L’autoconstruction est une option de plus en plus populaire pour ceux qui souhaitent réaliser des économies ou personnaliser entièrement leur logement. Cependant, cette démarche soulève des questions importantes concernant les assurances, notamment l’assurance dommages ouvrage. Voici les points essentiels à retenir :

  • L’assurance dommages ouvrage (DO) est théoriquement obligatoire pour toute construction, mais aucune sanction n’est prévue pour les particuliers auto-constructeurs
  • Pour une autoconstruction totale, obtenir une assurance DO est presque impossible car l’assureur n’a pas de tiers contre qui se retourner
  • L’autoconstruction partielle permet de bénéficier d’une assurance DO pour les travaux réalisés par des professionnels disposant d’une garantie décennale
  • La vente d’un bien auto-construit sans garantie décennale avant 10 ans peut être problématique (difficultés de financement pour l’acheteur, responsabilité du vendeur)
  • Une assurance responsabilité civile reste accessible et recommandée pour les auto-constructeurs

Qu’est-ce que l’autoconstruction et pourquoi s’assurer ?

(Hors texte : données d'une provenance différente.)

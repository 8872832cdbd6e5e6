//! StepSync CLI - Command line client for the offline-first step counter.
//!
//! Every command works offline: mutations are applied locally and queued
//! until the server confirms them.

mod config;

use anyhow::{Context, Result};
use clap::{Parser, Subcommand};
use std::path::PathBuf;
use std::sync::Arc;
use std::time::Duration;
use tracing::{info, warn, Level};
use tracing_subscriber::{EnvFilter, FmtSubscriber};

use stepsync_common::Error;
use stepsync_storage::open_store;
use stepsync_sync::{
    spawn_probe, Connectivity, FlushReport, FlushScheduler, HttpRemote, Outcome, RemoteService,
    StepClient, SyncEngine,
};

use crate::config::ClientConfig;

#[derive(Parser)]
#[command(name = "stepsync")]
#[command(about = "StepSync - Offline-first step counter client")]
#[command(version)]
struct Cli {
    /// Enable verbose logging.
    #[arg(short, long, global = true)]
    verbose: bool,

    /// JSON configuration file.
    #[arg(short, long, global = true)]
    config: Option<PathBuf>,

    /// State file (`.db`/`.sqlite` for SQLite, anything else for JSON).
    #[arg(short, long, global = true)]
    state: Option<PathBuf>,

    /// Base URL of the server.
    #[arg(long, global = true)]
    api_url: Option<String>,

    /// Act as if there were no connectivity; everything is queued.
    #[arg(long, global = true)]
    offline: bool,

    #[command(subcommand)]
    command: Commands,
}

#[derive(Subcommand)]
enum Commands {
    /// Show local state and pending operations.
    Status,

    /// Count steps.
    Step {
        /// Number of steps.
        #[arg(short = 'n', long, default_value_t = 1)]
        count: u64,
    },

    /// Withdraw balance to an address.
    Withdraw {
        /// Destination address.
        #[arg(short, long)]
        address: String,

        /// Amount to withdraw.
        #[arg(short = 'm', long)]
        amount: u64,
    },

    /// Request a wallet address.
    Wallet,

    /// Log in with a PIN.
    Login {
        /// PIN; prompted for when omitted.
        #[arg(short, long)]
        pin: Option<String>,
    },

    /// End the session.
    Logout,

    /// Send queued operations now.
    Flush,

    /// List queued operations.
    Pending,

    /// Preview what a number of steps converts to.
    Convert {
        /// Step count.
        #[arg(long)]
        steps: u64,
    },

    /// Keep running: flush periodically and when connectivity returns.
    Run,
}

#[tokio::main]
async fn main() -> Result<()> {
    let cli = Cli::parse();

    // Setup logging
    let level = if cli.verbose {
        Level::DEBUG
    } else {
        Level::INFO
    };

    let filter = EnvFilter::try_from_default_env()
        .unwrap_or_else(|_| EnvFilter::new(level.as_str().to_lowercase()));
    let subscriber = FmtSubscriber::builder()
        .with_env_filter(filter)
        .with_target(false)
        .compact()
        .finish();
    tracing::subscriber::set_global_default(subscriber)?;

    let config = ClientConfig::load(cli.config.as_deref())?
        .with_overrides(cli.api_url.clone(), cli.state.clone());
    let (client, remote) = build_client(&config, !cli.offline).await?;

    match cli.command {
        Commands::Status => cmd_status(&client).await,

        Commands::Step { count } => cmd_step(&client, count).await,

        Commands::Withdraw { address, amount } => cmd_withdraw(&client, &address, amount).await,

        Commands::Wallet => cmd_wallet(&client).await,

        Commands::Login { pin } => cmd_login(&client, pin).await,

        Commands::Logout => {
            client.logout().await.context("Failed to log out")?;
            println!("Logged out.");
            Ok(())
        }

        Commands::Flush => cmd_flush(&client).await,

        Commands::Pending => cmd_pending(&client).await,

        Commands::Convert { steps } => cmd_convert(&client, steps).await,

        Commands::Run => cmd_run(client, remote, cli.offline).await,
    }
}

/// Wire store, remote and engine together.
async fn build_client(
    config: &ClientConfig,
    online: bool,
) -> Result<(StepClient, Arc<dyn RemoteService>)> {
    let store = match open_store(&config.state_path) {
        Ok(store) => store,
        Err(Error::Locked(path)) => anyhow::bail!(
            "State at {} is already open (is `stepsync run` active?); stop it or use another --state",
            path
        ),
        Err(e) => {
            return Err(e)
                .with_context(|| format!("Failed to open state at {}", config.state_path.display()))
        }
    };
    let remote: Arc<dyn RemoteService> = Arc::new(
        HttpRemote::new(&config.api_url, config.sync.request_timeout())
            .context("Invalid server URL")?,
    );

    let engine = SyncEngine::new(
        remote.clone(),
        store,
        Connectivity::new(online),
        config.sync.clone(),
    )
    .await
    .context("Failed to load local state")?;

    let mut client = StepClient::new(Arc::new(engine));
    if let Some(pin) = &config.offline_pin {
        client = client.with_offline_pin(pin.clone());
    }

    Ok((client, remote))
}

fn describe(outcome: &Outcome) -> String {
    match outcome {
        Outcome::Queued => "queued, will sync when online".to_string(),
        Outcome::Confirmed { message: Some(message) } => format!("confirmed: {}", message),
        Outcome::Confirmed { message: None } => "confirmed".to_string(),
        Outcome::Rejected { status, message } => {
            format!("rejected by server ({}): {}", status, message)
        }
    }
}

fn print_report(report: &FlushReport) {
    if report.skipped {
        println!("A flush is already running.");
        return;
    }
    println!("Flush finished in {:?}:", report.duration);
    println!("  Confirmed: {}", report.confirmed);
    println!("  Pending:   {}", report.requeued);
    println!("  Rejected:  {}", report.rejected.len());
    for rejected in &report.rejected {
        println!(
            "    {} ({}): {}",
            rejected.item.kind(),
            rejected.status,
            rejected.message
        );
    }
}

/// Show local state.
async fn cmd_status(client: &StepClient) -> Result<()> {
    if !client.startup().await? {
        info!("Showing local state only");
    }

    let state = client.engine().state().await;
    let wallet = state
        .wallet_id
        .as_ref()
        .map(|w| w.to_string())
        .unwrap_or_else(|| "(none)".to_string());

    println!("Steps:    {}", state.counter);
    println!("Balance:  {}", state.balance);
    println!("Wallet:   {}", wallet);
    println!("Session:  {}", if state.session_active { "active" } else { "none" });
    println!("Pending:  {}", client.engine().outbox_len().await);

    Ok(())
}

/// Count steps one at a time, as a pedometer would report them.
async fn cmd_step(client: &StepClient, count: u64) -> Result<()> {
    if count == 0 {
        anyhow::bail!("Step count must be positive");
    }

    let mut last = Outcome::Queued;
    for _ in 0..count {
        last = client.on_user_increment().await.context("Failed to record step")?;
    }

    let state = client.engine().state().await;
    println!(
        "Recorded {} step(s): {} steps, balance {} ({})",
        count,
        state.counter,
        state.balance,
        describe(&last)
    );

    Ok(())
}

/// Withdraw balance.
async fn cmd_withdraw(client: &StepClient, address: &str, amount: u64) -> Result<()> {
    let outcome = match client.on_withdraw_requested(address, amount).await {
        Ok(outcome) => outcome,
        Err(Error::InsufficientBalance {
            requested,
            available,
        }) => {
            anyhow::bail!(
                "Insufficient balance: requested {}, available {}",
                requested,
                available
            );
        }
        Err(e) => return Err(e).context("Withdrawal failed"),
    };

    println!("Withdrawal of {} to {}: {}", amount, address, describe(&outcome));
    println!("Balance: {}", client.engine().state().await.balance);

    Ok(())
}

/// Request a wallet.
async fn cmd_wallet(client: &StepClient) -> Result<()> {
    let (outcome, wallet) = client
        .on_wallet_requested()
        .await
        .context("Wallet request failed")?;

    println!("Wallet: {} ({})", wallet, describe(&outcome));

    Ok(())
}

/// Log in.
async fn cmd_login(client: &StepClient, pin: Option<String>) -> Result<()> {
    let pin = match pin {
        Some(pin) => pin,
        None => rpassword::prompt_password("Enter PIN: ").context("Failed to read PIN")?,
    };

    let outcome = client.login(&pin).await.context("Login failed")?;
    if !outcome.is_accepted() {
        anyhow::bail!("Incorrect PIN");
    }

    println!("Logged in ({:?}).", outcome);

    Ok(())
}

/// Flush the outbox once.
async fn cmd_flush(client: &StepClient) -> Result<()> {
    let report = client.engine().flush_once().await.context("Flush failed")?;
    print_report(&report);

    Ok(())
}

/// List pending operations.
async fn cmd_pending(client: &StepClient) -> Result<()> {
    let pending = client.engine().pending().await;

    if pending.is_empty() {
        println!("Nothing pending.");
    } else {
        println!("{} pending operation(s):", pending.len());
        for item in pending {
            println!(
                "  {}  {:<20} {}",
                item.enqueued_at().format("%Y-%m-%d %H:%M:%S"),
                item.kind().to_string(),
                item.id()
            );
        }
    }

    Ok(())
}

/// Preview a conversion.
async fn cmd_convert(client: &StepClient, steps: u64) -> Result<()> {
    match client.conversion_preview(steps).await {
        Some(preview) => {
            let show = |value: Option<f64>| {
                value
                    .map(|v| format!("{:.4}", v))
                    .unwrap_or_else(|| "?".to_string())
            };
            println!("{} steps:", steps);
            println!("  DOGE: {}", show(preview.doge_equivalent));
            println!("  TRX:  {}", show(preview.trx_equivalent));
            if let Some(rate) = preview.rate {
                println!("  Rate: {}", rate);
            }
        }
        None => println!("Conversion preview unavailable."),
    }

    Ok(())
}

/// Run until Ctrl-C.
async fn cmd_run(client: StepClient, remote: Arc<dyn RemoteService>, offline: bool) -> Result<()> {
    let engine = client.engine().clone();
    let sync_config = engine.config().clone();
    let connectivity = engine.connectivity().clone();

    let (scheduler, handle) =
        FlushScheduler::new(sync_config.flush_interval(), connectivity.clone());
    let client = client.with_scheduler(scheduler.clone());

    if !client.startup().await? {
        warn!("Server unreachable at startup; working from local state");
    }

    let flush_engine = engine.clone();
    let scheduler_task = tokio::spawn(async move {
        handle
            .run(move |_trigger| {
                let engine = flush_engine.clone();
                async move { engine.flush_once().await }
            })
            .await;
    });

    let probe = if offline {
        None
    } else {
        Some(spawn_probe(
            remote,
            connectivity,
            sync_config.probe_interval(),
        ))
    };

    info!("Running; press Ctrl-C to stop");
    tokio::signal::ctrl_c()
        .await
        .context("Failed to listen for Ctrl-C")?;

    info!("Stopping");
    if let Some(probe) = probe {
        probe.abort();
    }
    scheduler.shutdown().await;
    if tokio::time::timeout(Duration::from_secs(10), scheduler_task)
        .await
        .is_err()
    {
        warn!("Scheduler did not stop in time");
    }

    let pending = client.engine().outbox_len().await;
    if pending > 0 {
        println!("{} operation(s) still pending.", pending);
    }

    Ok(())
}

L’autoconstruction désigne le fait pour un particulier de construire ou rénover lui-même son logement, sans faire appel à des professionnels du bâtiment pour tout ou partie des travaux. On distingue :

  • L’autoconstruction totale : le particulier réalise l’intégralité des travaux sans l’intervention de professionnels
  • L’autoconstruction partielle : le particulier confie certains travaux (généralement le gros œuvre) à des professionnels et réalise lui-même les autres travaux (second œuvre)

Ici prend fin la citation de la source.